I was so happy that my mom was feeling better today and wanted to go the Fine Arts Center free day. We looked up the current exhibitions and found one that sounded interested called, “The Gift”. This is the description:

As scientists and artists, we are all observers of the world. We are all interpreters and storytellers,” said Dr. Gosnell. “We hope people leave this experience feeling a closer connection to the universe and with an understanding that the story of science belongs to all of us. We can build a more welcoming world from the stories we tell.”

The Gift is an immersive installation that animates contemporary astrophysics research to open up metaphorical space for grief, care, and renewal. In this experience, participants enter a music-filled reading room, where they encounter an all-ages illustrated book—based on the astrophysics research of Dr. Natalie Gosnell, Assistant Professor of Physics at Colorado College—that invites responses both tactile and emotional.
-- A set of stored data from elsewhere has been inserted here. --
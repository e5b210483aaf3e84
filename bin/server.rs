// Receipt Scanner - Web Server
// POST /api/parse with Axum

use anyhow::{Context, Result};
use clap::Parser;
use receipt_scanner::logging::init_logging;
use receipt_scanner::{build_router, AppState, GatewayConfig, ModelGateway};
use std::sync::Arc;
use tracing::info;

#[derive(Parser)]
#[command(name = "receipt-server", version, about = "Receipt extraction endpoint")]
struct Args {
    /// Address to bind
    #[arg(long, env = "RECEIPT_HOST", default_value = "0.0.0.0")]
    host: String,

    /// Port to listen on
    #[arg(long, env = "RECEIPT_PORT", default_value_t = 3000)]
    port: u16,

    /// Model override (otherwise RECEIPT_MODEL or the default)
    #[arg(long)]
    model: Option<String>,

    /// Log level (RUST_LOG overrides)
    #[arg(long, default_value = "info")]
    log_level: String,
}

// ============================================================================
// Main Server
// ============================================================================

#[tokio::main]
async fn main() -> Result<()> {
    let args = Args::parse();
    init_logging(&args.log_level);

    println!("🌐 Receipt Scanner - Web Server");
    println!("━━━━━━━━━━━━━━━━━━━━━━━━━━━━━━━━━━━━━━━━━");

    let mut config = GatewayConfig::from_env();
    if let Some(model) = args.model {
        config = config.with_model(model);
    }

    // Credentials are resolved here so a bad setup never reaches the network
    let gateway = ModelGateway::connect(config).context("Cannot start without model credentials")?;
    println!("✓ Model: {} (credentials: {})", gateway.model(), gateway.provider_name());

    let state = AppState::new(Arc::new(gateway));
    let app = build_router(state);

    // Start server
    let addr = format!("{}:{}", args.host, args.port);
    let listener = tokio::net::TcpListener::bind(&addr)
        .await
        .with_context(|| format!("Failed to bind to {}", addr))?;

    println!("\n🚀 Server running on http://{}", addr);
    println!("   API: POST http://{}/api/parse", addr);
    println!("\n   Press Ctrl+C to stop\n");
    info!(%addr, "Listening");

    axum::serve(listener, app).await.context("Server error")?;

    Ok(())
}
This book tells the story of two stars that are so close to one another yet so far from us that they appear as a single point of light in the sky. Their fates are intertwined; one star, at the end of its life, transfers its material to the companion, allowing the companion to burn brighter and to appear—for a moment—younger, brighter, bluer. This tender story and playful experience heeds the call of anthropologist Emily Martin, to “wake the sleeping metaphors of science.”

As described, my mom and I entered the room and found a couple of tables set up with the books. We slowly read through the pages that included words and interesting geometric pictures. The story explained how a dying star will give what it is made of to the nearby star which will burn brighter and hotter. It then encouraged the reader to ponder what that would look like for people. At first, it was a disturbing thought. But then, I remembered before we left my mom said the exhibition would likely appeal to my space-loving father. While not in a physical way, my dad did impart who he was at his core to his family. We all keep our eyes to the sky, love taking interesting photos, and appreciate the beauty of nature. Perhaps we “burn brighter” with the gifts he left for us. When we left that area, we came across another display encouraging the participant to step into the light. There were cards with questions on them from the book and a spotlight shining on the wall. I stepped into the light and entertained mom a bit with my giant shadows. Then I put her wheelchair in the light so she could make shadows as well. I thought the display was intriguing and it did certainly make me reflect. It was a good day.

I Found God today in the gift.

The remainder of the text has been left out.